Items listed in a dataset:
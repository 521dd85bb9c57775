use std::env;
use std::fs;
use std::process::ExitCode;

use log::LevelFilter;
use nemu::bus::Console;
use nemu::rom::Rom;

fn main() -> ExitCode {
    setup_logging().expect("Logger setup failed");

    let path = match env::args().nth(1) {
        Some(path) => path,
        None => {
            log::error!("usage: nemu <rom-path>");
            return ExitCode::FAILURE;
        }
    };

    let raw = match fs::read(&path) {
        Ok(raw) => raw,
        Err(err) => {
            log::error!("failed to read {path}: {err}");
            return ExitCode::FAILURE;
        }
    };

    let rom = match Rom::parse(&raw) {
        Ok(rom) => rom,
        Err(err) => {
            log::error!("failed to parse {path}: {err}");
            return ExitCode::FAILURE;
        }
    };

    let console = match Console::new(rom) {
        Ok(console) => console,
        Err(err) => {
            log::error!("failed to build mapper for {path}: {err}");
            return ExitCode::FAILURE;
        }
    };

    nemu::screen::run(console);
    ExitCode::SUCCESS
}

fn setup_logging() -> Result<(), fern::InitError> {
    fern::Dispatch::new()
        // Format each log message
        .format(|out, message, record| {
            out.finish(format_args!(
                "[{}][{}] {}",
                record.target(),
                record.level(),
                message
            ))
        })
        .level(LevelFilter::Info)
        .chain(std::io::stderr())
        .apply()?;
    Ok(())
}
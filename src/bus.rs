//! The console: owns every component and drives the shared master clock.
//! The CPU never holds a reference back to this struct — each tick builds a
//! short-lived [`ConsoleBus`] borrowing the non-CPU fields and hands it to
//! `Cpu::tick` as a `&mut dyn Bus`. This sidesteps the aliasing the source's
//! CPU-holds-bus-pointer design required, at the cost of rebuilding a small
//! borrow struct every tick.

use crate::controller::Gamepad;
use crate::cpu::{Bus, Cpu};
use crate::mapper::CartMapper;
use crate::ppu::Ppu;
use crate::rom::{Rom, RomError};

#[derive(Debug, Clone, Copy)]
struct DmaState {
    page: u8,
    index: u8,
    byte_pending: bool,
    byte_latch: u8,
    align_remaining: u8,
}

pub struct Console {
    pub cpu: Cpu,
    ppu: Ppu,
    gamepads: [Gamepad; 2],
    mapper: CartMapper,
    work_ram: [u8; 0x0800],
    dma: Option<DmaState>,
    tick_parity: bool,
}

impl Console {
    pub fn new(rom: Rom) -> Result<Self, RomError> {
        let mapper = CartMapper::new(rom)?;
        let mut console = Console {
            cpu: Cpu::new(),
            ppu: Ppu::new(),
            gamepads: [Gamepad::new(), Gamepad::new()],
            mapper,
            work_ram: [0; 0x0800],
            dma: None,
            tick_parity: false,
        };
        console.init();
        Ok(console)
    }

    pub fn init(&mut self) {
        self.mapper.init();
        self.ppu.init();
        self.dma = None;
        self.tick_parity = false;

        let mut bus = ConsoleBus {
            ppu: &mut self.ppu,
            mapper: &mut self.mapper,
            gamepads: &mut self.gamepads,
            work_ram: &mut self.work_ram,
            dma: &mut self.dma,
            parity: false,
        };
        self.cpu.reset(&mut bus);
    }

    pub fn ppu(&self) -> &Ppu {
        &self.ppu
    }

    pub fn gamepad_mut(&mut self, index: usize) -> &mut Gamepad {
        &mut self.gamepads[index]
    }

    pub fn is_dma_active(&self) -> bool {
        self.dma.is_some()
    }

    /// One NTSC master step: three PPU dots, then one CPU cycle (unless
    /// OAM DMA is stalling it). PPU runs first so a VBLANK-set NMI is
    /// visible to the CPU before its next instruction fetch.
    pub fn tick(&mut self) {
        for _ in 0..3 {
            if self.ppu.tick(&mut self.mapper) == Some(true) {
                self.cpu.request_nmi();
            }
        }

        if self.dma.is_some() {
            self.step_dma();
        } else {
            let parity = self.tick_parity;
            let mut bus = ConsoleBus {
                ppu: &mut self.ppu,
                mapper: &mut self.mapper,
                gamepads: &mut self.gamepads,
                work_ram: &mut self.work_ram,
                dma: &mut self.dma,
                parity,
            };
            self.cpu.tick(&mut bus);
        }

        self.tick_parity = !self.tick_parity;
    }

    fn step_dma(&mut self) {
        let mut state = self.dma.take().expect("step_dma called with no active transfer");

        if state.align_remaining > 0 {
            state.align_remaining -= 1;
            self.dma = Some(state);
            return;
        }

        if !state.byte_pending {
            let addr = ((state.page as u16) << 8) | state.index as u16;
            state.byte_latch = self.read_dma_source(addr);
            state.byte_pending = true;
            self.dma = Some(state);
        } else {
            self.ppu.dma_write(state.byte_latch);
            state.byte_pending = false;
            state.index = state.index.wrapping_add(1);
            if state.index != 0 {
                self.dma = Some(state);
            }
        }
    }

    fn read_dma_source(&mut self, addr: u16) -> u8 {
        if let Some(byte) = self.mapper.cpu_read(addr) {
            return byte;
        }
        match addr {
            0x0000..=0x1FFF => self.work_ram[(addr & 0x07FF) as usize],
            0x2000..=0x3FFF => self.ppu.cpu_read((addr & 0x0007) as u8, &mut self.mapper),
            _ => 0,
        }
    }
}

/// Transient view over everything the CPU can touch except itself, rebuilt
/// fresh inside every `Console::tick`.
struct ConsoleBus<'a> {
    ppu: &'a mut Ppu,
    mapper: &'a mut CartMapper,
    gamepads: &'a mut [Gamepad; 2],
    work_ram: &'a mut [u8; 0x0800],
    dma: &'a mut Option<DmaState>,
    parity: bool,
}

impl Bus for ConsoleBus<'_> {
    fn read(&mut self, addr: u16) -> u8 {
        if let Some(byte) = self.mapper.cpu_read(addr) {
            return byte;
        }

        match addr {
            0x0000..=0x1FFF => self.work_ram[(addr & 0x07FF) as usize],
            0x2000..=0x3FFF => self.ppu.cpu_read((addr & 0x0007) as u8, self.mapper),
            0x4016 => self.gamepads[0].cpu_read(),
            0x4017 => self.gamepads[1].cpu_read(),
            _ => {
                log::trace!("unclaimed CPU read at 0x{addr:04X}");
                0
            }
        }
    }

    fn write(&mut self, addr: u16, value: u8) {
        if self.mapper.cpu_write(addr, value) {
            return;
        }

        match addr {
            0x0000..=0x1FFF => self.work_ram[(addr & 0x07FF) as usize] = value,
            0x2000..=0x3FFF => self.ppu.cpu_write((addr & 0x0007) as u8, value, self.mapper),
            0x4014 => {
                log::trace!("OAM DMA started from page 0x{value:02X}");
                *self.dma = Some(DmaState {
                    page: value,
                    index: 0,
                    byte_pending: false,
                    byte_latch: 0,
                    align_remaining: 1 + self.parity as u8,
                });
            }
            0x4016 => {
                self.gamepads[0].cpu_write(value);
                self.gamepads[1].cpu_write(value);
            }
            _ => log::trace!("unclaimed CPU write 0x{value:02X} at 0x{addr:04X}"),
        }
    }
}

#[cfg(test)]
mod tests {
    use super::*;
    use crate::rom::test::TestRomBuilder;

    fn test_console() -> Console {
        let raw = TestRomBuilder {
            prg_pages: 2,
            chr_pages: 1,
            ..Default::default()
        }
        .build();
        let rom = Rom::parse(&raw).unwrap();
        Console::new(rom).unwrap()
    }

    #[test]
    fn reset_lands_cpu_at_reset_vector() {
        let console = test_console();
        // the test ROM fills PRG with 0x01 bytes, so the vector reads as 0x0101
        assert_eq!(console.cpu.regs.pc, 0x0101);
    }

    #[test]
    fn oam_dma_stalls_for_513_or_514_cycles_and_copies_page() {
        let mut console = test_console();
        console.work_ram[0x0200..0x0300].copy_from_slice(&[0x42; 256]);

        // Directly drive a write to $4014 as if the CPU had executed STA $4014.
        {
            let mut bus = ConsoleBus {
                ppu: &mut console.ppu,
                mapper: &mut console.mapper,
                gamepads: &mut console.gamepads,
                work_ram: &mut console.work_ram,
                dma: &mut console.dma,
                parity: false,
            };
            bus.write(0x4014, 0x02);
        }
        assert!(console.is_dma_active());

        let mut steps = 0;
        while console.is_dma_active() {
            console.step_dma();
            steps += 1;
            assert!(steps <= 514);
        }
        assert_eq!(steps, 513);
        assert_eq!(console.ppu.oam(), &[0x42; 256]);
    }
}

Goal of the exercise: Collect the lines of the data that carry the word "expect".

Solution to this exercise:
    setup_logging().expect("Logger setup failed");
        let mut state = self.dma.take().expect("step_dma called with no active transfer");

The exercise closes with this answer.